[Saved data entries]
- Opening Delimiter -
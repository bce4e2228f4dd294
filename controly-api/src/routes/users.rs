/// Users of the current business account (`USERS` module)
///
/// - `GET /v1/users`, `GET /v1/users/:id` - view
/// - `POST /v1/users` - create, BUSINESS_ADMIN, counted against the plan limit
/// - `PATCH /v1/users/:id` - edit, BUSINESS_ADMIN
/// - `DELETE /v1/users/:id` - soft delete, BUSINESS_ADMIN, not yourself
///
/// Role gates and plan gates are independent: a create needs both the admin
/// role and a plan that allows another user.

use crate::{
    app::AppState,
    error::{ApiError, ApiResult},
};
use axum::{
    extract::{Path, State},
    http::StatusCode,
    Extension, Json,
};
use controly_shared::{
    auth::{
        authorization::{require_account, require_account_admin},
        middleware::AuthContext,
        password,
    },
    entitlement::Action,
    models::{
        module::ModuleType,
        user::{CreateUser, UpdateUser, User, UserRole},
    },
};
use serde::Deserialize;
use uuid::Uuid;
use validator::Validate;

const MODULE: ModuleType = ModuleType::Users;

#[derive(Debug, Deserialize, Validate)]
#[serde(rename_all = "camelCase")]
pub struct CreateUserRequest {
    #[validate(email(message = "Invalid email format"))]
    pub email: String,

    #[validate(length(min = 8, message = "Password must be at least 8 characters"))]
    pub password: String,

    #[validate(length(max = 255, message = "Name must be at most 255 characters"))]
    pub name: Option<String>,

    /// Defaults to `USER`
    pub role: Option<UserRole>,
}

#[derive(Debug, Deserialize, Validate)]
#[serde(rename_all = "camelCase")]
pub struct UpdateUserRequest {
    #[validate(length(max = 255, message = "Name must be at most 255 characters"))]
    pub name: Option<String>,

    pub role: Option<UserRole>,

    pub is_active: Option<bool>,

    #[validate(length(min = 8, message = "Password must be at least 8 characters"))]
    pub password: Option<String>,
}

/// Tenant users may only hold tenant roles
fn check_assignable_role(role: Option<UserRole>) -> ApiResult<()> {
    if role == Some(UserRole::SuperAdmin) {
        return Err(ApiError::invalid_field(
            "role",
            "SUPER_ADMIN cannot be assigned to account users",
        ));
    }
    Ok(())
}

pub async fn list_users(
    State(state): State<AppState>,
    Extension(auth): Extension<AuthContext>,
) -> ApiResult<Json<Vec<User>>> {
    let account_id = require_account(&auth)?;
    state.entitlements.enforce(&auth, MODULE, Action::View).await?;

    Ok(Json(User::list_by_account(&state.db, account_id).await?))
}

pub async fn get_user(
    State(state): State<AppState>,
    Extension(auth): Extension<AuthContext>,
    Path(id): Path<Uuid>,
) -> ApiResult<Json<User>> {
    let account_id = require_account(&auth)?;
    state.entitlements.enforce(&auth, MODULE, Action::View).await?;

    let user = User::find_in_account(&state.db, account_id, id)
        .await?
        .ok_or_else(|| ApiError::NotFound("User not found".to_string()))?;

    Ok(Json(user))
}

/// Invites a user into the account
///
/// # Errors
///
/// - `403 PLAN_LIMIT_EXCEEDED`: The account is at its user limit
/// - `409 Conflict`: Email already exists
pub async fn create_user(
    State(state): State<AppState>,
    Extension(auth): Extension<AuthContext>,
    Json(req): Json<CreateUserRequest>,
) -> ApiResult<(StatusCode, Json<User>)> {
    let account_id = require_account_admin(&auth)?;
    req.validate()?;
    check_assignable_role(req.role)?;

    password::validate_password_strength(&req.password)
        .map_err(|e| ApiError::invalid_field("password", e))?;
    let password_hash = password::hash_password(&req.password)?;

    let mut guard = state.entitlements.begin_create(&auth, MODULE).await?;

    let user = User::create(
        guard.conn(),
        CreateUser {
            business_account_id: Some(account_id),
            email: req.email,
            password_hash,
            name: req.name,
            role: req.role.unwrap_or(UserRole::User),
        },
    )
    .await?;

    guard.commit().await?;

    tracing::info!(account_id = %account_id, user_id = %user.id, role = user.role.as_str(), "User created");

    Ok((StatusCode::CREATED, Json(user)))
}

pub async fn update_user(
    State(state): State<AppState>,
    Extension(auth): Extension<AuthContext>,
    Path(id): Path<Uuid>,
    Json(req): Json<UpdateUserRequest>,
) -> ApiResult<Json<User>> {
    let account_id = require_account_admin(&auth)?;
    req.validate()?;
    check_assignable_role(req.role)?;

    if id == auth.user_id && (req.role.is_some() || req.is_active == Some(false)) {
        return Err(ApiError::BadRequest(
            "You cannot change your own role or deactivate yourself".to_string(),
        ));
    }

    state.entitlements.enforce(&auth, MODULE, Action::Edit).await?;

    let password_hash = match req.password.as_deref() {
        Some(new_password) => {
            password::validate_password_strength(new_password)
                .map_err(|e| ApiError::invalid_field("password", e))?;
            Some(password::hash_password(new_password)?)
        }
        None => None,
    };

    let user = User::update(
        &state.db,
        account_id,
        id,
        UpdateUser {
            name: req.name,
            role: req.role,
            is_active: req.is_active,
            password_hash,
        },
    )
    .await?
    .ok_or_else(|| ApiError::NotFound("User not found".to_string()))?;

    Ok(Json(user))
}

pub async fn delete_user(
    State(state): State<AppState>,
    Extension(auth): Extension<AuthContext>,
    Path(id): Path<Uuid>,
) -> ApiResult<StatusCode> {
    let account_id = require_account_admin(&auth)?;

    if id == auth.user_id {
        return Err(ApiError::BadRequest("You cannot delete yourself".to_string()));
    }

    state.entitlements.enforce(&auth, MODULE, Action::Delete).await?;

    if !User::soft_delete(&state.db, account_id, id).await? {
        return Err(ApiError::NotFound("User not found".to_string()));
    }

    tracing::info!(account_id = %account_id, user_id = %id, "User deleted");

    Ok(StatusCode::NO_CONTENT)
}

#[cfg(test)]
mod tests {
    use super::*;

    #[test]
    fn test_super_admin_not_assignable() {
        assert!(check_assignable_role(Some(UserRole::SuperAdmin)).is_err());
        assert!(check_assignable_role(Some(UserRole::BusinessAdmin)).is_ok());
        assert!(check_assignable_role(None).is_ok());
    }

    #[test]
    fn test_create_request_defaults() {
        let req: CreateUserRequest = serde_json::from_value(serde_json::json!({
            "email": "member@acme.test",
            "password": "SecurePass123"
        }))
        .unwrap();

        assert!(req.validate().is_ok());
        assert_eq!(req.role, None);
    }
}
- Closing Delimiter -
YOUR OBJECTIVE -> The answer should consist only of the lines from the one containing "assert!(check_assignable_role(None).is_ok());" through the last line of the data, given again exactly.

RESULT FOR THIS EXERCISE ->
        assert!(check_assignable_role(None).is_ok());
    }

    #[test]
    fn test_create_request_defaults() {
        let req: CreateUserRequest = serde_json::from_value(serde_json::json!({
            "email": "member@acme.test",
            "password": "SecurePass123"
        }))
        .unwrap();

        assert!(req.validate().is_ok());
        assert_eq!(req.role, None);
    }
}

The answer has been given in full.